#### [Exercise directions]
The answer is every record that follows, printed exactly.

Stored items
Segment Open

//! Cooperative cancellation: stop sources, tokens, and scoped callback
//! registration.
//!
//! A [`StopSource`] owns the stop flag and the registered-callback list.
//! [`StopToken`]s are cheap handles onto the source; [`StopCallback`] is the
//! scoped registration of one callback, removed again on drop.
//!
//! # Logic
//!
//! [`StopSource::request_stop`] invokes every registered callback exactly
//! once, synchronously, on the requesting thread. Registering on an
//! already-stopped source invokes the callback synchronously on the
//! *registering* thread instead. Dropping a [`StopCallback`] whose callback
//! is currently running on another thread blocks until that callback has
//! returned; dropping it from *inside* the running callback does not.

use core::{
	fmt::{self, Debug, Formatter},
	sync::atomic::{AtomicBool, Ordering},
};
use std::{
	sync::Arc,
	thread::{self, ThreadId},
};

use parking_lot::{Condvar, Mutex};
use scopeguard::guard;
use tracing::debug;

/// Owns the stop flag and the callbacks to run when it is set.
pub struct StopSource {
	state: Arc<StopState>,
}

/// A lightweight handle referring to a [`StopSource`] (or to nothing, for
/// [`StopToken::never`]).
#[derive(Clone)]
pub struct StopToken {
	state: Option<Arc<StopState>>,
}

/// The scoped registration of a stop callback.
///
/// Inert when the token was [`never`](`StopToken::never`) or when the
/// callback already ran at registration time.
pub struct StopCallback {
	state: Option<Arc<StopState>>,
	id: u64,
}

struct StopState {
	stopped: AtomicBool,
	registrations: Mutex<Registrations>,
	unblock: Condvar,
}

struct Registrations {
	next_id: u64,
	entries: Vec<Registration>,
	/// The callback currently being invoked by [`StopSource::request_stop`],
	/// and the thread invoking it.
	running: Option<(u64, ThreadId)>,
}

struct Registration {
	id: u64,
	callback: Box<dyn FnOnce() + Send>,
}

impl StopSource {
	#[must_use]
	pub fn new() -> Self {
		Self {
			state: Arc::new(StopState {
				stopped: AtomicBool::new(false),
				registrations: Mutex::new(Registrations {
					next_id: 0,
					entries: Vec::new(),
					running: None,
				}),
				unblock: Condvar::new(),
			}),
		}
	}

	#[must_use]
	pub fn token(&self) -> StopToken {
		StopToken {
			state: Some(self.state.clone()),
		}
	}

	#[must_use]
	pub fn stop_requested(&self) -> bool {
		self.state.stopped.load(Ordering::SeqCst)
	}

	/// Sets the stop flag and runs every registered callback.
	///
	/// **Returns** whether this call was the one that set the flag; callbacks
	/// have all returned by the time this function returns `true`.
	pub fn request_stop(&self) -> bool {
		let mut registrations = self.state.registrations.lock();
		if self.state.stopped.swap(true, Ordering::SeqCst) {
			return false;
		}
		debug!("stop requested");
		while let Some(entry) = registrations.entries.pop() {
			registrations.running = Some((entry.id, thread::current().id()));
			drop(registrations);
			{
				// Clear the running marker even if the callback unwinds.
				let state = &self.state;
				let _clear = guard((), |()| {
					state.registrations.lock().running = None;
					state.unblock.notify_all();
				});
				(entry.callback)();
			}
			registrations = self.state.registrations.lock();
		}
		true
	}
}

impl Default for StopSource {
	fn default() -> Self {
		Self::new()
	}
}

impl StopToken {
	/// A token that can never reach the stopped state.
	#[must_use]
	pub const fn never() -> Self {
		Self { state: None }
	}

	#[must_use]
	pub fn stop_requested(&self) -> bool {
		self.state
			.as_ref()
			.is_some_and(|state| state.stopped.load(Ordering::SeqCst))
	}

	/// Whether a stop request can ever be observed through this token.
	#[must_use]
	pub fn stop_possible(&self) -> bool {
		self.state.is_some()
	}

	/// Registers `callback` to run when the source is stopped.
	///
	/// # Logic
	///
	/// Iff the source is already stopped, `callback` runs synchronously on
	/// the calling thread and the returned registration is inert.
	pub fn on_stop(&self, callback: impl FnOnce() + Send + 'static) -> StopCallback {
		let Some(state) = &self.state else {
			return StopCallback { state: None, id: 0 };
		};
		let mut registrations = state.registrations.lock();
		if state.stopped.load(Ordering::SeqCst) {
			drop(registrations);
			callback();
			return StopCallback { state: None, id: 0 };
		}
		let id = registrations.next_id;
		registrations.next_id += 1;
		registrations.entries.push(Registration {
			id,
			callback: Box::new(callback),
		});
		StopCallback {
			state: Some(state.clone()),
			id,
		}
	}
}

impl Drop for StopCallback {
	fn drop(&mut self) {
		let Some(state) = self.state.take() else { return };
		let mut registrations = state.registrations.lock();
		if let Some(index) = registrations
			.entries
			.iter()
			.position(|entry| entry.id == self.id)
		{
			registrations.entries.swap_remove(index);
			return;
		}
		// The callback already ran, or is running right now. Wait it out,
		// unless this drop happens from inside the callback itself.
		while let Some((running, invoker)) = registrations.running {
			if running != self.id || invoker == thread::current().id() {
				break;
			}
			state.unblock.wait(&mut registrations);
		}
	}
}

impl Debug for StopSource {
	fn fmt(&self, f: &mut Formatter<'_>) -> fmt::Result {
		f.debug_struct("StopSource")
			.field("stopped", &self.stop_requested())
			.finish_non_exhaustive()
	}
}

impl Debug for StopToken {
	fn fmt(&self, f: &mut Formatter<'_>) -> fmt::Result {
		f.debug_struct("StopToken")
			.field("stop_possible", &self.stop_possible())
			.field("stop_requested", &self.stop_requested())
			.finish()
	}
}

impl Debug for StopCallback {
	fn fmt(&self, f: &mut Formatter<'_>) -> fmt::Result {
		f.debug_struct("StopCallback")
			.field("registered", &self.state.is_some())
			.finish()
	}
}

Segment Closed

#### [Response to this exercise]
//! Cooperative cancellation: stop sources, tokens, and scoped callback
//! registration.
//!
//! A [`StopSource`] owns the stop flag and the registered-callback list.
//! [`StopToken`]s are cheap handles onto the source; [`StopCallback`] is the
//! scoped registration of one callback, removed again on drop.
//!
//! # Logic
//!
//! [`StopSource::request_stop`] invokes every registered callback exactly
//! once, synchronously, on the requesting thread. Registering on an
//! already-stopped source invokes the callback synchronously on the
//! *registering* thread instead. Dropping a [`StopCallback`] whose callback
//! is currently running on another thread blocks until that callback has
//! returned; dropping it from *inside* the running callback does not.

use core::{
	fmt::{self, Debug, Formatter},
	sync::atomic::{AtomicBool, Ordering},
};
use std::{
	sync::Arc,
	thread::{self, ThreadId},
};

use parking_lot::{Condvar, Mutex};
use scopeguard::guard;
use tracing::debug;

/// Owns the stop flag and the callbacks to run when it is set.
pub struct StopSource {
	state: Arc<StopState>,
}

/// A lightweight handle referring to a [`StopSource`] (or to nothing, for
/// [`StopToken::never`]).
#[derive(Clone)]
pub struct StopToken {
	state: Option<Arc<StopState>>,
}

/// The scoped registration of a stop callback.
///
/// Inert when the token was [`never`](`StopToken::never`) or when the
/// callback already ran at registration time.
pub struct StopCallback {
	state: Option<Arc<StopState>>,
	id: u64,
}

struct StopState {
	stopped: AtomicBool,
	registrations: Mutex<Registrations>,
	unblock: Condvar,
}

struct Registrations {
	next_id: u64,
	entries: Vec<Registration>,
	/// The callback currently being invoked by [`StopSource::request_stop`],
	/// and the thread invoking it.
	running: Option<(u64, ThreadId)>,
}

struct Registration {
	id: u64,
	callback: Box<dyn FnOnce() + Send>,
}

impl StopSource {
	#[must_use]
	pub fn new() -> Self {
		Self {
			state: Arc::new(StopState {
				stopped: AtomicBool::new(false),
				registrations: Mutex::new(Registrations {
					next_id: 0,
					entries: Vec::new(),
					running: None,
				}),
				unblock: Condvar::new(),
			}),
		}
	}

	#[must_use]
	pub fn token(&self) -> StopToken {
		StopToken {
			state: Some(self.state.clone()),
		}
	}

	#[must_use]
	pub fn stop_requested(&self) -> bool {
		self.state.stopped.load(Ordering::SeqCst)
	}

	/// Sets the stop flag and runs every registered callback.
	///
	/// **Returns** whether this call was the one that set the flag; callbacks
	/// have all returned by the time this function returns `true`.
	pub fn request_stop(&self) -> bool {
		let mut registrations = self.state.registrations.lock();
		if self.state.stopped.swap(true, Ordering::SeqCst) {
			return false;
		}
		debug!("stop requested");
		while let Some(entry) = registrations.entries.pop() {
			registrations.running = Some((entry.id, thread::current().id()));
			drop(registrations);
			{
				// Clear the running marker even if the callback unwinds.
				let state = &self.state;
				let _clear = guard((), |()| {
					state.registrations.lock().running = None;
					state.unblock.notify_all();
				});
				(entry.callback)();
			}
			registrations = self.state.registrations.lock();
		}
		true
	}
}

impl Default for StopSource {
	fn default() -> Self {
		Self::new()
	}
}

impl StopToken {
	/// A token that can never reach the stopped state.
	#[must_use]
	pub const fn never() -> Self {
		Self { state: None }
	}

	#[must_use]
	pub fn stop_requested(&self) -> bool {
		self.state
			.as_ref()
			.is_some_and(|state| state.stopped.load(Ordering::SeqCst))
	}

	/// Whether a stop request can ever be observed through this token.
	#[must_use]
	pub fn stop_possible(&self) -> bool {
		self.state.is_some()
	}

	/// Registers `callback` to run when the source is stopped.
	///
	/// # Logic
	///
	/// Iff the source is already stopped, `callback` runs synchronously on
	/// the calling thread and the returned registration is inert.
	pub fn on_stop(&self, callback: impl FnOnce() + Send + 'static) -> StopCallback {
		let Some(state) = &self.state else {
			return StopCallback { state: None, id: 0 };
		};
		let mut registrations = state.registrations.lock();
		if state.stopped.load(Ordering::SeqCst) {
			drop(registrations);
			callback();
			return StopCallback { state: None, id: 0 };
		}
		let id = registrations.next_id;
		registrations.next_id += 1;
		registrations.entries.push(Registration {
			id,
			callback: Box::new(callback),
		});
		StopCallback {
			state: Some(state.clone()),
			id,
		}
	}
}

impl Drop for StopCallback {
	fn drop(&mut self) {
		let Some(state) = self.state.take() else { return };
		let mut registrations = state.registrations.lock();
		if let Some(index) = registrations
			.entries
			.iter()
			.position(|entry| entry.id == self.id)
		{
			registrations.entries.swap_remove(index);
			return;
		}
		// The callback already ran, or is running right now. Wait it out,
		// unless this drop happens from inside the callback itself.
		while let Some((running, invoker)) = registrations.running {
			if running != self.id || invoker == thread::current().id() {
				break;
			}
			state.unblock.wait(&mut registrations);
		}
	}
}

impl Debug for StopSource {
	fn fmt(&self, f: &mut Formatter<'_>) -> fmt::Result {
		f.debug_struct("StopSource")
			.field("stopped", &self.stop_requested())
			.finish_non_exhaustive()
	}
}

impl Debug for StopToken {
	fn fmt(&self, f: &mut Formatter<'_>) -> fmt::Result {
		f.debug_struct("StopToken")
			.field("stop_possible", &self.stop_possible())
			.field("stop_requested", &self.stop_requested())
			.finish()
	}
}

impl Debug for StopCallback {
	fn fmt(&self, f: &mut Formatter<'_>) -> fmt::Result {
		f.debug_struct("StopCallback")
			.field("registered", &self.state.is_some())
			.finish()
	}
}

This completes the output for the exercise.